## PROBLEM REQUIREMENTS
Pull every line with "warn" from the entries below.

*** Opening THE DATA ***

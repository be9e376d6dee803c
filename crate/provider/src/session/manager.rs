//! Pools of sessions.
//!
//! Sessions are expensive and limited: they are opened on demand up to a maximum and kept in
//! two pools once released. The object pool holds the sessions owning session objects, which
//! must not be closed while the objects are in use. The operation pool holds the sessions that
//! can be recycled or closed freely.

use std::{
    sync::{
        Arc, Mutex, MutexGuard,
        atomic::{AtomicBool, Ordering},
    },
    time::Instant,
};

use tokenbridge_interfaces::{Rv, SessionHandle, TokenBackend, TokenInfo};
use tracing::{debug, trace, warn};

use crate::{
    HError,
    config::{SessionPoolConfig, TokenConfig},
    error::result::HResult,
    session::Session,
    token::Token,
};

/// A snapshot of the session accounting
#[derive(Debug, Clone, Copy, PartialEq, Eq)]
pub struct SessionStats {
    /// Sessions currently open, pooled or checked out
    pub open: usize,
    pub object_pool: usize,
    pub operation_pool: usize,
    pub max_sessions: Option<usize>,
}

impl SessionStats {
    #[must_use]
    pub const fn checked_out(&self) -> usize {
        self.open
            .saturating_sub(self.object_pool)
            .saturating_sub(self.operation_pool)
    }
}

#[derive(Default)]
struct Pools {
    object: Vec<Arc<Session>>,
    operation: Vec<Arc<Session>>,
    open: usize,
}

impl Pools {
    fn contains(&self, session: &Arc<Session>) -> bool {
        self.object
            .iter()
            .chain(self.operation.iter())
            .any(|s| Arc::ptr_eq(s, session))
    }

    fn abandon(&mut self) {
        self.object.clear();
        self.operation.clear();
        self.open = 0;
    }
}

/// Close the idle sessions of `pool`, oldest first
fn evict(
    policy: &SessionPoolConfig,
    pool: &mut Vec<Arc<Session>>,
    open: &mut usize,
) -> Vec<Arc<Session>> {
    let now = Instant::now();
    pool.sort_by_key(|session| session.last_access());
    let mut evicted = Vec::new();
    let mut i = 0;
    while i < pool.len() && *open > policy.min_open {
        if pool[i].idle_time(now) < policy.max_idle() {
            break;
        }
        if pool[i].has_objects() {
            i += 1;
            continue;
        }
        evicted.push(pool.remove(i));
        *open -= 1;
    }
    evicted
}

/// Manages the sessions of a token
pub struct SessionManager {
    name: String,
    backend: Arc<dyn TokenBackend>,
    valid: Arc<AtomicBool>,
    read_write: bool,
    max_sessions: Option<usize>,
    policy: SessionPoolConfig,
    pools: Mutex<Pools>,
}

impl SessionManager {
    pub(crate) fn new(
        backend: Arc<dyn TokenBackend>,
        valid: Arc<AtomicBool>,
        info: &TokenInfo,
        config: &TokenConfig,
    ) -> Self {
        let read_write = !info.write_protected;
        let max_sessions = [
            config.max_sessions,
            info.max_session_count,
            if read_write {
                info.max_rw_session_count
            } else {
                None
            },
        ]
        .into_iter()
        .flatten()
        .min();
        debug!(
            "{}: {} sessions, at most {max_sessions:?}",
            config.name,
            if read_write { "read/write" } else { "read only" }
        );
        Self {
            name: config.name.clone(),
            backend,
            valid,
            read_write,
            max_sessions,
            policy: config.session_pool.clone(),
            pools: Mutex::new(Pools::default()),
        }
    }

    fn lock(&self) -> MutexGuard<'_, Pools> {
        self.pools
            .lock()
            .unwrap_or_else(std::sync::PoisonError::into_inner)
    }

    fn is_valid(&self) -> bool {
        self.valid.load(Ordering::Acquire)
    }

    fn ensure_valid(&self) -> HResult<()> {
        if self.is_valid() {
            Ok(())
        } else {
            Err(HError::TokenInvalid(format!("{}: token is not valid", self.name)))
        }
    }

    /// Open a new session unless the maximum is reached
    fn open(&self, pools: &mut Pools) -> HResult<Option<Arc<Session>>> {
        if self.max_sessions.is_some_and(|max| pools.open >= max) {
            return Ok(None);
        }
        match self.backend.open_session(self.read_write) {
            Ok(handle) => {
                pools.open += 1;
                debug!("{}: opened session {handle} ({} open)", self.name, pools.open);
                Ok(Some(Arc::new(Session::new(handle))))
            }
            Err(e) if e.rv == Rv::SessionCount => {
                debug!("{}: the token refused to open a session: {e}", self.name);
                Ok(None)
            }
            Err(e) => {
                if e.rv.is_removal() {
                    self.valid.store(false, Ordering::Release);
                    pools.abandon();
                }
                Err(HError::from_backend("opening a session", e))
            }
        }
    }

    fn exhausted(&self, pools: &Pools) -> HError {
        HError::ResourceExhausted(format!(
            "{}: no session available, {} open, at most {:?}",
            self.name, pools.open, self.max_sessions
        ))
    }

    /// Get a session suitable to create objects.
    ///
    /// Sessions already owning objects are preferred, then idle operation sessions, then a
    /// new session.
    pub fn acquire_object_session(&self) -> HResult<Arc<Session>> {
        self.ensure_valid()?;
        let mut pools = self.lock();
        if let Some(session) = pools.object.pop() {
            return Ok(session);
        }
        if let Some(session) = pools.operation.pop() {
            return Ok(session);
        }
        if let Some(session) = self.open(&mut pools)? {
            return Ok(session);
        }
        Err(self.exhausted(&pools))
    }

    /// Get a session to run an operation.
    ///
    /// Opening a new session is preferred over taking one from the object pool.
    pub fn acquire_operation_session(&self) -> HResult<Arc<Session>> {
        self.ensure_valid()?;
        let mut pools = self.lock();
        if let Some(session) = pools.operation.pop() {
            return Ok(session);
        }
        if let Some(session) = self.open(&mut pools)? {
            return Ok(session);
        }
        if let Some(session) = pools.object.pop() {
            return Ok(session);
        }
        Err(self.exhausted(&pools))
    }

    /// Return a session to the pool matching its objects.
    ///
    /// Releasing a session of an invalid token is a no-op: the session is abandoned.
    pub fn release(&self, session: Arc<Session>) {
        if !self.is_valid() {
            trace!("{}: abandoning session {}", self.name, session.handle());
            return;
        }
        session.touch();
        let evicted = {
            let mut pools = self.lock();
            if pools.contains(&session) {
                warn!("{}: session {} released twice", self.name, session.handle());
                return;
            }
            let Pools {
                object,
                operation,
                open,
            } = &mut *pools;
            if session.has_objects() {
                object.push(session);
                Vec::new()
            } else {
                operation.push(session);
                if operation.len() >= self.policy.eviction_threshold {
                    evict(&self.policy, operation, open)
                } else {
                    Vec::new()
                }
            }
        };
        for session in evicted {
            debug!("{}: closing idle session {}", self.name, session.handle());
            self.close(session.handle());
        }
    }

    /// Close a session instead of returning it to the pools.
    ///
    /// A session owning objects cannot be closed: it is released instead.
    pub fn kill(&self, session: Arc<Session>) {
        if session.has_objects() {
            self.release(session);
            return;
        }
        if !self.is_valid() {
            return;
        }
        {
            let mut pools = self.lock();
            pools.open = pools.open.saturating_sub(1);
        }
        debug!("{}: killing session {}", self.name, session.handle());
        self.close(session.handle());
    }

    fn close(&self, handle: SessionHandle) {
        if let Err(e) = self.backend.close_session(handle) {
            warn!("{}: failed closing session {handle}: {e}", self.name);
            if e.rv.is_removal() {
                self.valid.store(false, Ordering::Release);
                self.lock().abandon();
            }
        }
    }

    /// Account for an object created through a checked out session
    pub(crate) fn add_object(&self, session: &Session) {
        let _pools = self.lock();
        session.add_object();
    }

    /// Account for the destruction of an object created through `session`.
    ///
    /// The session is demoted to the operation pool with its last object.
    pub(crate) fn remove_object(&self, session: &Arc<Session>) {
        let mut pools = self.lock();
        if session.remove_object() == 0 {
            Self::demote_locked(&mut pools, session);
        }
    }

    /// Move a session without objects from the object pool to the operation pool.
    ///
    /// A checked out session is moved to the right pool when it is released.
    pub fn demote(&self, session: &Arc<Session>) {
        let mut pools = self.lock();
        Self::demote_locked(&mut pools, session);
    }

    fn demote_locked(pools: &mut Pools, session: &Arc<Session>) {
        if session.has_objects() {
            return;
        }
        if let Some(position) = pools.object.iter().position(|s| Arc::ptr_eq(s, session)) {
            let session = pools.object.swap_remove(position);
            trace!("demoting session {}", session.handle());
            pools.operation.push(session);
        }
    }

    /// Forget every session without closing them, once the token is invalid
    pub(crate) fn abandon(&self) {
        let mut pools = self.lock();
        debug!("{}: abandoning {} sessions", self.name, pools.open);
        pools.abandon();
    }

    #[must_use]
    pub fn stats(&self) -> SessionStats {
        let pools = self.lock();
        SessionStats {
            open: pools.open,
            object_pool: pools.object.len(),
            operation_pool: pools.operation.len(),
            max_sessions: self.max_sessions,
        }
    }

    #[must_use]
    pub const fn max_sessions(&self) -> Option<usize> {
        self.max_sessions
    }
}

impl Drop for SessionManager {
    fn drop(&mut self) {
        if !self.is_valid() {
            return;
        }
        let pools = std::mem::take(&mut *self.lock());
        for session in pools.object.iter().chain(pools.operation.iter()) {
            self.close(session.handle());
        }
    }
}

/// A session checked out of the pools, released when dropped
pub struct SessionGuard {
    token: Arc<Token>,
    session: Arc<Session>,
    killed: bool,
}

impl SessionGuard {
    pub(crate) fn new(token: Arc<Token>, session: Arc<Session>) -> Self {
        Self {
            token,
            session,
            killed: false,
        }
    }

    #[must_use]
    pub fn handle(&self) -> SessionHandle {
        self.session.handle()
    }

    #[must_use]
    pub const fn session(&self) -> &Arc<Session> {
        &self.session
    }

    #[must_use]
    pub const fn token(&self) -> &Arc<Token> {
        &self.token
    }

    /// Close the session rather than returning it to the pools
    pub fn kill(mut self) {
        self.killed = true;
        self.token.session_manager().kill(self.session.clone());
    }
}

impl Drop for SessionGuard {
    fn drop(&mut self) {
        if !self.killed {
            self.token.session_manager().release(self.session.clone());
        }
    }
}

*** Closing THE DATA ***

## THE ANSWER
use tracing::{debug, trace, warn};
                warn!("{}: session {} released twice", self.name, session.handle());
            warn!("{}: failed closing session {handle}: {e}", self.name);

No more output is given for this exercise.